(Beginning of EXTRACTED INFORMATION)
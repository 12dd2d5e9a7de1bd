//! Elementwise band algebra over same-shaped rasters
//!
//! All operations are pure and shape-preserving. Zero denominators in
//! normalized differences produce NaN, which downstream threshold tests
//! treat as "fails this test" rather than crashing the pipeline.

use crate::types::{BandData, MaskError, MaskResult, ScoreData};

/// Linearly rescale a band over the interval [low, high]:
///
/// `output = (input - low) / (high - low)`
///
/// The result is NOT clamped to [0, 1]; minimum-aggregation and
/// thresholding downstream provide the effective clamping. An inverted
/// interval (`high < low`) is legal and maps high inputs to low scores.
///
/// `low == high` or non-finite bounds are rejected as invalid parameters.
pub fn rescale(band: &BandData, low: f32, high: f32) -> MaskResult<ScoreData> {
    if !low.is_finite() || !high.is_finite() {
        return Err(MaskError::InvalidParameter(format!(
            "rescale bounds must be finite, got [{}, {}]",
            low, high
        )));
    }
    if low == high {
        return Err(MaskError::InvalidParameter(format!(
            "rescale interval is empty: low == high == {}",
            low
        )));
    }

    let span = high - low;
    Ok(band.mapv(|v| (v - low) / span))
}

/// Normalized difference between two bands:
///
/// `(a - b) / (a + b)`
///
/// Pixels with a zero denominator are set to NaN instead of producing
/// infinities; NaN inputs propagate.
pub fn normalized_difference(a: &BandData, b: &BandData) -> MaskResult<ScoreData> {
    check_shape(a, b)?;

    let mut out = ScoreData::zeros(a.dim());
    ndarray::Zip::from(&mut out)
        .and(a)
        .and(b)
        .for_each(|o, &x, &y| {
            let sum = x + y;
            *o = if sum == 0.0 { f32::NAN } else { (x - y) / sum };
        });

    Ok(out)
}

/// Elementwise sum of two bands.
pub fn sum(a: &BandData, b: &BandData) -> MaskResult<BandData> {
    check_shape(a, b)?;
    Ok(a + b)
}

/// Per-pixel minimum across all inputs.
///
/// Combines independent cloud-likelihood tests conservatively: a pixel is
/// only "very cloud-like" if every test agrees. NaN in any input propagates
/// NaN at that pixel so a failed sub-test is never absorbed by the minimum.
///
/// Commutative and associative; fails on an empty input set or on any
/// shape mismatch.
pub fn min_aggregate(inputs: &[&ScoreData]) -> MaskResult<ScoreData> {
    let first = inputs.first().ok_or_else(|| {
        MaskError::InvalidParameter("min_aggregate requires at least one input".to_string())
    })?;

    let mut acc = (*first).clone();
    for input in &inputs[1..] {
        check_shape(first, input)?;
        ndarray::Zip::from(&mut acc).and(*input).for_each(|a, &v| {
            // f32::min ignores NaN operands; a NaN sub-test must win here.
            *a = if a.is_nan() || v.is_nan() {
                f32::NAN
            } else {
                a.min(v)
            };
        });
    }

    Ok(acc)
}

fn check_shape(a: &BandData, b: &BandData) -> MaskResult<()> {
    if a.dim() != b.dim() {
        return Err(MaskError::ShapeMismatch {
            expected: a.dim(),
            actual: b.dim(),
        });
    }
    Ok(())
}

#[cfg(test)]
mod tests {
    use super::*;
    use approx::assert_relative_eq;
    use ndarray::array;

    #[test]
    fn test_rescale_basic() {
        let band = array![[0.1_f32, 0.3, 0.5]];
        let scaled = rescale(&band, 0.1, 0.5).unwrap();

        assert_relative_eq!(scaled[[0, 0]], 0.0);
        assert_relative_eq!(scaled[[0, 1]], 0.5);
        assert_relative_eq!(scaled[[0, 2]], 1.0);
    }

    #[test]
    fn test_rescale_not_clamped() {
        let band = array![[0.9_f32, -0.1]];
        let scaled = rescale(&band, 0.1, 0.5).unwrap();

        assert!(scaled[[0, 0]] > 1.0);
        assert!(scaled[[0, 1]] < 0.0);
    }

    #[test]
    fn test_rescale_inverted_interval() {
        // High input must map to a low score when the interval is inverted.
        let band = array![[0.8_f32, 0.6, 0.7]];
        let scaled = rescale(&band, 0.8, 0.6).unwrap();

        assert_relative_eq!(scaled[[0, 0]], 0.0);
        assert_relative_eq!(scaled[[0, 1]], 1.0);
        assert_relative_eq!(scaled[[0, 2]], 0.5);
    }

    #[test]
    fn test_rescale_round_trip() {
        let band = array![[0.12_f32, 0.34, 0.56], [0.78, 0.9, 0.01]];
        let (low, high) = (0.2_f32, 0.8);
        let scaled = rescale(&band, low, high).unwrap();

        for (orig, s) in band.iter().zip(scaled.iter()) {
            let recovered = s * (high - low) + low;
            assert_relative_eq!(recovered, *orig, epsilon = 1e-6);
        }
    }

    #[test]
    fn test_rescale_degenerate_interval() {
        let band = array![[0.5_f32]];
        let result = rescale(&band, 0.3, 0.3);
        assert!(matches!(result, Err(MaskError::InvalidParameter(_))));
    }

    #[test]
    fn test_normalized_difference() {
        let a = array![[0.8_f32]];
        let b = array![[0.2_f32]];
        let nd = normalized_difference(&a, &b).unwrap();
        assert_relative_eq!(nd[[0, 0]], 0.6);
    }

    #[test]
    fn test_normalized_difference_zero_denominator() {
        let a = array![[0.0_f32, 0.5]];
        let b = array![[0.0_f32, 0.5]];
        let nd = normalized_difference(&a, &b).unwrap();

        assert!(nd[[0, 0]].is_nan());
        assert_relative_eq!(nd[[0, 1]], 0.0);
    }

    #[test]
    fn test_normalized_difference_shape_mismatch() {
        let a = BandData::zeros((3, 3));
        let b = BandData::zeros((3, 4));
        assert!(matches!(
            normalized_difference(&a, &b),
            Err(MaskError::ShapeMismatch { .. })
        ));
    }

    #[test]
    fn test_min_aggregate_commutative_associative() {
        let a = array![[0.3_f32, 0.9]];
        let b = array![[0.5_f32, 0.2]];
        let c = array![[0.1_f32, 0.7]];

        let abc = min_aggregate(&[&a, &b, &c]).unwrap();
        let cba = min_aggregate(&[&c, &b, &a]).unwrap();
        let ab = min_aggregate(&[&a, &b]).unwrap();
        let ab_c = min_aggregate(&[&ab, &c]).unwrap();

        assert_eq!(abc, cba);
        assert_eq!(abc, ab_c);
        assert_relative_eq!(abc[[0, 0]], 0.1);
        assert_relative_eq!(abc[[0, 1]], 0.2);
    }

    #[test]
    fn test_min_aggregate_nan_propagates() {
        let a = array![[f32::NAN]];
        let b = array![[0.9_f32]];
        let min = min_aggregate(&[&a, &b]).unwrap();
        assert!(min[[0, 0]].is_nan());

        // Order must not matter for NaN either.
        let min = min_aggregate(&[&b, &a]).unwrap();
        assert!(min[[0, 0]].is_nan());
    }

    #[test]
    fn test_min_aggregate_empty() {
        let result = min_aggregate(&[]);
        assert!(matches!(result, Err(MaskError::InvalidParameter(_))));
    }

    #[test]
    fn test_sum() {
        let a = array![[0.1_f32, 0.2]];
        let b = array![[0.3_f32, 0.4]];
        let s = sum(&a, &b).unwrap();
        assert_relative_eq!(s[[0, 0]], 0.4);
        assert_relative_eq!(s[[0, 1]], 0.6);
    }
}
//! Session mode, abort signalling and per-record models

use std::sync::atomic::{AtomicBool, Ordering};
use std::sync::Arc;

use serde::{Deserialize, Serialize};

/// What the user asked this sync session to do with patient data
#[derive(Debug, Clone, Copy, PartialEq, Eq, Serialize, Deserialize)]
pub enum SessionMode {
    /// Upload copies; everything stays on the device
    Copy,
    /// Move all data off the device
    Move,
    /// Move task data off the device but keep patient records
    KeepPatientsAndMove,
}

impl SessionMode {
    /// Moving modes ask the server to preserve (finalize) uploaded records
    #[must_use]
    pub const fn is_finalizing(self) -> bool {
        !matches!(self, Self::Copy)
    }
}

/// Cross-thread abort request, set by the UI and observed by the engine.
///
/// Honored at state boundaries and between recordwise sends; an in-flight
/// request is left to complete or fail on its own.
#[derive(Debug, Clone, Default)]
pub struct AbortFlag(Arc<AtomicBool>);

impl AbortFlag {
    #[must_use]
    pub fn new() -> Self {
        Self::default()
    }

    pub fn request_abort(&self) {
        self.0.store(true, Ordering::SeqCst);
    }

    #[must_use]
    pub fn is_set(&self) -> bool {
        self.0.load(Ordering::SeqCst)
    }
}

/// One completed-task row as the sync subsystem sees it
#[derive(Debug, Clone, PartialEq, Eq, Serialize, Deserialize)]
pub struct TaskRecord {
    /// Table this record belongs to
    pub table: String,
    /// Primary key within that table
    pub pk: i64,
    /// Owning patient, or `None` for anonymous tasks
    pub patient_pk: Option<i64>,
    /// Delete locally once the server has durably accepted it
    pub move_off_device: bool,
}
//! Device identity
//!
//! Created once per installation; the identifier never changes, the friendly
//! name may.

use chrono::{DateTime, Utc};
use serde::{Deserialize, Serialize};
use uuid::Uuid;

/// A stable identifier for this installation
#[derive(Debug, Clone, Copy, PartialEq, Eq, Hash, Serialize, Deserialize)]
pub struct DeviceId(Uuid);

impl DeviceId {
    /// Create a new unique device ID using UUID v7
    #[must_use]
    pub fn new() -> Self {
        Self(Uuid::now_v7())
    }

    /// Get the string representation of this ID
    #[must_use]
    pub fn as_str(&self) -> String {
        self.0.to_string()
    }
}

impl Default for DeviceId {
    fn default() -> Self {
        Self::new()
    }
}

impl std::fmt::Display for DeviceId {
    fn fmt(&self, f: &mut std::fmt::Formatter<'_>) -> std::fmt::Result {
        write!(f, "{}", self.0)
    }
}

impl std::str::FromStr for DeviceId {
    type Err = uuid::Error;

    fn from_str(s: &str) -> Result<Self, Self::Err> {
        Ok(Self(Uuid::parse_str(s)?))
    }
}

/// One completed registration against a server endpoint
#[derive(Debug, Clone, PartialEq, Eq, Serialize, Deserialize)]
pub struct Registration {
    /// Server URL the device registered with
    pub server: String,
    /// When the registration completed
    pub registered_at: DateTime<Utc>,
}

/// This installation's identity and registration history
#[derive(Debug, Clone, PartialEq, Eq, Serialize, Deserialize)]
pub struct Device {
    /// Immutable identifier
    pub id: DeviceId,
    /// User-visible name, mutable
    pub friendly_name: String,
    /// Servers this device has registered with
    pub registrations: Vec<Registration>,
}

impl Device {
    /// Create a fresh, unregistered device
    #[must_use]
    pub fn new(friendly_name: impl Into<String>) -> Self {
        Self {
            id: DeviceId::new(),
            friendly_name: friendly_name.into(),
            registrations: Vec::new(),
        }
    }

    /// Record a successful registration with `server`
    pub fn record_registration(&mut self, server: impl Into<String>) {
        self.registrations.push(Registration {
            server: server.into(),
            registered_at: Utc::now(),
        });
    }

    /// Has this device ever registered with `server`?
    #[must_use]
    pub fn is_registered_with(&self, server: &str) -> bool {
        self.registrations
            .iter()
            .any(|registration| registration.server == server)
    }

    /// Rename the device; the identifier is untouched
    pub fn rename(&mut self, friendly_name: impl Into<String>) {
        self.friendly_name = friendly_name.into();
    }
}

#[cfg(test)]
mod tests {
    use super::*;

    #[test]
    fn device_ids_are_unique() {
        assert_ne!(DeviceId::new(), DeviceId::new());
    }

    #[test]
    fn registration_is_tracked_per_server() {
        let mut device = Device::new("Ward 3 tablet");
        assert!(!device.is_registered_with("https://a.example.com/api"));

        device.record_registration("https://a.example.com/api");
        assert!(device.is_registered_with("https://a.example.com/api"));
        assert!(!device.is_registered_with("https://b.example.com/api"));
    }

    #[test]
    fn rename_keeps_identifier() {
        let mut device = Device::new("before");
        let id = device.id;
        device.rename("after");
        assert_eq!(device.id, id);
        assert_eq!(device.friendly_name, "after");
    }
}
//! Error types for camsync-core
//!
//! Every component reports failure as a typed value; the orchestrator is the
//! single place that decides whether a given condition aborts the session.

use thiserror::Error;

use crate::resolver::PatientRejection;
use crate::transport::RecordFailure;

/// Result type alias using camsync-core's `SyncError`
pub type Result<T> = std::result::Result<T, SyncError>;

/// Errors that can occur during a synchronization session
#[derive(Error, Debug)]
pub enum SyncError {
    /// Missing or invalid configuration; fails before any network call
    #[error("Configuration error: {0}")]
    Config(String),

    /// Connection, TLS, or timeout failure
    #[error("Network failure: {0}")]
    Network(#[from] reqwest::Error),

    /// Reply not recognizable as a valid server reply, or missing expected keys
    #[error("Protocol error: {0}")]
    Protocol(String),

    /// The server processed the request and reported failure
    #[error("Server reported an error: {0}")]
    Server(String),

    /// Device has never registered, or the server does not know it
    #[error("Device is not registered with the server; re-register and retry")]
    NotRegistered,

    /// A server-supplied ID policy could not be parsed
    #[error("Invalid ID policy ({context}): {text:?}")]
    InvalidPolicy { context: String, text: String },

    /// A non-empty table cannot be uploaded without risking data loss
    #[error("Table '{table}' contains data but cannot be uploaded: {reason}")]
    IncompatibleTable { table: String, reason: String },

    /// One or more patients failed validation before any transfer began
    #[error("{} patient(s) failed validation: {}", .0.len(), format_rejections(.0))]
    PatientsRejected(Vec<PatientRejection>),

    /// Recordwise upload exhausted a table with individual record failures
    #[error("Upload of table '{table}' failed for {} record(s)", .failures.len())]
    RecordsRejected {
        table: String,
        failures: Vec<RecordFailure>,
    },

    /// Local database error
    #[error("Storage error: {0}")]
    Storage(#[from] rusqlite::Error),

    /// JSON (de)serialization error
    #[error("Serialization error: {0}")]
    Serialization(#[from] serde_json::Error),

    /// User-initiated abort, observed at a state boundary
    #[error("Sync aborted by user")]
    Aborted,
}

impl SyncError {
    /// Whether re-invoking the sync without changing anything could succeed.
    ///
    /// Configuration and policy/version problems need correcting first;
    /// network hiccups and server-side errors are worth retrying as-is.
    pub const fn is_retryable(&self) -> bool {
        matches!(
            self,
            Self::Network(_) | Self::Server(_) | Self::Aborted | Self::RecordsRejected { .. }
        )
    }
}

fn format_rejections(rejections: &[PatientRejection]) -> String {
    rejections
        .iter()
        .map(PatientRejection::to_string)
        .collect::<Vec<_>>()
        .join("; ")
}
(End of EXTRACTED INFORMATION)
> EXERCISE
Which lines in the listing above hold the word "AbortFlag"? Show each of them.

> OUTPUT FOR THIS EXERCISE
pub struct AbortFlag(Arc<AtomicBool>);
impl AbortFlag {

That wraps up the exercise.